While this is a gross over-simplification, here are the two quickest ways to tell whether a band is bluegrass or old-time:
• Type of banjo – In old-time, it’s typically an open-back model. Bluegrass banjo has a resonator and is louder.
• Solos – Everyone just plays the song straight on through in old-time, which rarely has individual solos. In bluegrass, there are “breaks,” interludes in which each instrumentalist takes a lead solo while the rest of the players stick to the main melody.
Beyond those generalizations, you could do a lot worse than to ask local musician Joe Newberry (who has been known to play both bluegrass and old-time) to break it down.
“Bluegrass and old-time are vines from the same root,” says Newberry, who won an International Bluegrass Music Association award in 2012 and is nominated again this year. “Old-time is one of many roots of bluegrass, and it has many mothers and fathers as well – African influences with banjo, Scots-Irish fiddle, church and dance traditions.
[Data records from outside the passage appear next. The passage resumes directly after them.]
//! Engine configuration, loadable from TOML.
//!
//! ```toml
//! max_rule_steps = 64
//! check_invariants = true
//! max_system_moves = 8
//! clarification = "reprompt-relevant"
//! ```

use std::path::Path;

use serde::{Deserialize, Serialize};

use crate::error::ConfigError;

/// How the engine reacts to an answer that does not resolve the question
/// in focus.
#[derive(Debug, Clone, Copy, Default, PartialEq, Eq, Serialize, Deserialize)]
#[serde(rename_all = "kebab-case")]
pub enum ClarificationStrategy {
    /// Always push a clarification question above the original.
    #[default]
    AlwaysClarify,
    /// Clarify answers of the right shape; re-ask the original question
    /// when the answer is not even relevant.
    RepromptRelevant,
}

/// Tunables for the dialogue move engine and session loop.
#[derive(Debug, Clone, PartialEq, Eq, Serialize, Deserialize)]
pub struct DmeConfig {
    /// Fixpoint guard: rule applications allowed per phase invocation.
    #[serde(default = "default_max_rule_steps")]
    pub max_rule_steps: usize,
    /// Check state invariants after every integrate and select.
    #[serde(default = "default_check_invariants")]
    pub check_invariants: bool,
    /// System moves allowed in one turn before the session gives up.
    #[serde(default = "default_max_system_moves")]
    pub max_system_moves: usize,
    #[serde(default)]
    pub clarification: ClarificationStrategy,
}

fn default_max_rule_steps() -> usize {
    64
}
fn default_check_invariants() -> bool {
    true
}
fn default_max_system_moves() -> usize {
    8
}

impl Default for DmeConfig {
    fn default() -> Self {
        Self {
            max_rule_steps: default_max_rule_steps(),
            check_invariants: default_check_invariants(),
            max_system_moves: default_max_system_moves(),
            clarification: ClarificationStrategy::default(),
        }
    }
}

impl DmeConfig {
    pub fn from_toml_str(toml_str: &str) -> Result<Self, ConfigError> {
        toml::from_str(toml_str).map_err(|e| ConfigError::Parse {
            message: e.to_string(),
        })
    }

    pub fn load(path: &Path) -> Result<Self, ConfigError> {
        let content = std::fs::read_to_string(path).map_err(|source| ConfigError::Read {
            path: path.display().to_string(),
            source,
        })?;
        Self::from_toml_str(&content)
    }

    pub fn with_clarification(mut self, strategy: ClarificationStrategy) -> Self {
        self.clarification = strategy;
        self
    }

    pub fn with_invariant_checks(mut self, enabled: bool) -> Self {
        self.check_invariants = enabled;
        self
    }
}
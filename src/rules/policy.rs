//! What to do with an answer that does not resolve the question in focus.

use std::fmt;

use crate::config::ClarificationStrategy;
use crate::question::{Answer, Question};

/// Outcome of consulting a [`ClarificationPolicy`].
#[derive(Debug, Clone, Copy, PartialEq, Eq)]
pub enum ClarificationAction {
    /// Push a clarification question above the original.
    Clarify,
    /// Re-ask the original question without a clarification.
    Reprompt,
    /// Drop the answer and leave the state as it is.
    Ignore,
}

/// Details about the rejected answer handed to the policy.
#[derive(Debug, Clone, Copy)]
pub struct UnresolvedAnswer<'a> {
    pub question: &'a Question,
    pub answer: &'a Answer,
    /// Whether the answer at least has the shape the question expects.
    pub relevant: bool,
    /// Failed attempts already recorded for this question.
    pub attempts: i64,
}

/// Pluggable reaction to non-resolving answers.
pub trait ClarificationPolicy: fmt::Debug + Send + Sync {
    fn decide(&self, unresolved: &UnresolvedAnswer<'_>) -> ClarificationAction;
}

/// Clarify every non-resolving answer.
#[derive(Debug, Clone, Copy, Default)]
pub struct AlwaysClarify;

impl ClarificationPolicy for AlwaysClarify {
    fn decide(&self, _: &UnresolvedAnswer<'_>) -> ClarificationAction {
        ClarificationAction::Clarify
    }
}

/// Clarify answers of the right shape, re-ask the question for the rest.
#[derive(Debug, Clone, Copy, Default)]
pub struct RepromptRelevant;

impl ClarificationPolicy for RepromptRelevant {
    fn decide(&self, unresolved: &UnresolvedAnswer<'_>) -> ClarificationAction {
        if unresolved.relevant {
            ClarificationAction::Clarify
        } else {
            ClarificationAction::Reprompt
        }
    }
}

/// The built-in policy for a configured strategy.
pub fn policy_for(strategy: ClarificationStrategy) -> Box<dyn ClarificationPolicy> {
    match strategy {
        ClarificationStrategy::AlwaysClarify => Box::new(AlwaysClarify),
        ClarificationStrategy::RepromptRelevant => Box::new(RepromptRelevant),
    }
}

#[cfg(test)]
mod tests {
    use super::*;

    #[test]
    fn strategies() {
        let q = Question::yes_no("renewable");
        let a = Answer::new("purple");
        let unresolved = UnresolvedAnswer {
            question: &q,
            answer: &a,
            relevant: false,
            attempts: 0,
        };
        assert_eq!(
            policy_for(ClarificationStrategy::AlwaysClarify).decide(&unresolved),
            ClarificationAction::Clarify
        );
        assert_eq!(
            policy_for(ClarificationStrategy::RepromptRelevant).decide(&unresolved),
            ClarificationAction::Reprompt
        );
        let relevant = UnresolvedAnswer {
            relevant: true,
            ..unresolved
        };
        assert_eq!(RepromptRelevant.decide(&relevant), ClarificationAction::Clarify);
    }
}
All of these were things folks used to relax at the end of the day and sometimes made hard lives easier to bear.”
Poole’s influence
Early on, old-time was mostly instrumental string-band music suitable for square-dancing, with fiddle as primary lead instrument. Banjo was also prominent, played in a “clawhammer” style with the right hand stroking down on the strings.
Spray native Charlie Poole came along during the roaring ’20s and moved old-time closer to what eventually became both bluegrass and country music. But it took Bill Monroe, the “father of bluegrass,” to create bluegrass by adding his own special blue-note flourishes. When Shelby native Earl Scruggs joined Monroe’s Blue Grass Boys in the mid-1940s and added his “Scruggs-style” three-finger banjo rolls, it caused a sensation.
“It was astounding to people,” Newberry says. “When you listen to their early recordings, it almost sounds like the Beatles from everybody yelling and screaming and carrying on.”
There are, of courses, purists in both bluegrass and old-time camps, which creates fertile ground for parody. Earlier this year, the website Bluegrass Nation ( bluegrassnation.org) hilariously delineated the differences between bluegrass, old-time and Celtic music:
Old Time and Celtic songs are about whiskey, food and struggle. Bluegrass songs are about God, mother and the girl who did me wrong. If the girl isn’t dead by the third verse, it ain’t Bluegrass. If everyone dies, it’s Celtic.
“Things like that are funny, and they always have grains of truth,” Newberry says. “The problem with stereotypes is a lot of people don’t look past them. But old-time is like anything else – some people just play at it while others play it. Bluegrass is the same way. High-level players will make high-level music no matter the style.”